**DIRECTIONS FOR THIS TASK**. Using the listing below, work out how many lines carry the word "service", and state nothing but that number.

>>>

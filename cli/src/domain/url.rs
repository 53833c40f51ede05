//! Request URLs for the pooling service.
//!
//! Pure functions only: no I/O, no async. Every URL is validated here before
//! a request is built.

use std::sync::LazyLock;

use regex::Regex;
use url::Url;

use crate::domain::error::LeaseError;

/// Characters allowed in a single path segment (RFC 3986 unreserved set).
pub static PATH_SEGMENT_RE: LazyLock<Regex> = LazyLock::new(|| {
    // Safety: this is a compile-time constant pattern, cannot fail.
    #[allow(clippy::expect_used)]
    Regex::new(r"^[A-Za-z0-9._~-]+$").expect("valid regex")
});

/// An explicit `scheme://` prefix on a pool address.
static SCHEME_PREFIX_RE: LazyLock<Regex> = LazyLock::new(|| {
    // Safety: this is a compile-time constant pattern, cannot fail.
    #[allow(clippy::expect_used)]
    Regex::new(r"^[A-Za-z][A-Za-z0-9+.-]*://").expect("valid regex")
});

const DEFAULT_SCHEME: &str = "http://";

/// Validates a template name for use as a URL path segment.
///
/// # Errors
///
/// Returns `InvalidTemplateName` if the name is empty or contains characters
/// outside the unreserved set (whitespace, `!`, `&`, `*`, `(`, `)`, `\`, `/`, ...),
/// or is a dot segment (`.` or `..`).
pub fn validate_template_name(name: &str) -> Result<(), LeaseError> {
    if is_path_segment(name) {
        Ok(())
    } else {
        Err(LeaseError::InvalidTemplateName {
            name: name.to_string(),
        })
    }
}

/// Normalizes a pooling-service address, adding `http://` when no scheme is given.
///
/// # Errors
///
/// Returns `InvalidAddress` when the address contains whitespace or control
/// characters, does not parse, has no host, is not http(s), or carries a
/// query string or fragment.
pub fn normalize_base(address: &str) -> Result<Url, LeaseError> {
    let invalid = || LeaseError::InvalidAddress {
        address: address.to_string(),
    };
    if address.is_empty() || address.chars().any(|c| c.is_whitespace() || c.is_control()) {
        return Err(invalid());
    }
    let with_scheme = if SCHEME_PREFIX_RE.is_match(address) {
        address.to_string()
    } else {
        format!("{DEFAULT_SCHEME}{address}")
    };
    let url = Url::parse(&with_scheme).map_err(|_| invalid())?;
    let has_host = url.host_str().is_some_and(|h| !h.is_empty());
    if !has_host
        || !matches!(url.scheme(), "http" | "https")
        || url.cannot_be_a_base()
        || url.query().is_some()
        || url.fragment().is_some()
    {
        return Err(invalid());
    }
    Ok(url)
}

/// `<base>/vm/<template>`: the lease endpoint for a template.
///
/// # Errors
///
/// Returns `InvalidAddress` or `InvalidTemplateName`.
pub fn build_template_url(base: &str, template: &str) -> Result<Url, LeaseError> {
    let url = normalize_base(base)?;
    validate_template_name(template)?;
    Ok(with_segments(url, &["vm", template]))
}

/// `<base>/vm/<hostname>`: status, tagging and deletion of a leased VM.
///
/// # Errors
///
/// Returns `InvalidAddress` or `InvalidHostname`.
pub fn build_vm_url(base: &str, vm_hostname: &str) -> Result<Url, LeaseError> {
    let url = normalize_base(base)?;
    validate_hostname(vm_hostname)?;
    Ok(with_segments(url, &["vm", vm_hostname]))
}

/// `<base>/vm/<hostname>/disk/<size_gb>`: attach an extra disk.
///
/// # Errors
///
/// Returns `InvalidAddress`, `InvalidHostname`, or `InvalidDiskSize` for a zero size.
pub fn build_disk_url(base: &str, vm_hostname: &str, size_gb: u32) -> Result<Url, LeaseError> {
    let url = normalize_base(base)?;
    validate_hostname(vm_hostname)?;
    if size_gb == 0 {
        return Err(LeaseError::InvalidDiskSize {
            hostname: vm_hostname.to_string(),
        });
    }
    let size = size_gb.to_string();
    Ok(with_segments(url, &["vm", vm_hostname, "disk", &size]))
}

fn validate_hostname(name: &str) -> Result<(), LeaseError> {
    if is_path_segment(name) {
        Ok(())
    } else {
        Err(LeaseError::InvalidHostname {
            name: name.to_string(),
        })
    }
}

/// Dot segments would be folded away by URL normalization.
fn is_path_segment(name: &str) -> bool {
    PATH_SEGMENT_RE.is_match(name) && name != "." && name != ".."
}

fn with_segments(mut url: Url, segments: &[&str]) -> Url {
    // normalize_base rejects cannot-be-a-base URLs, so this always succeeds.
    if let Ok(mut path) = url.path_segments_mut() {
        path.pop_if_empty().extend(segments);
    }
    url
}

<<<

**EXPECTED OUTPUT**. 2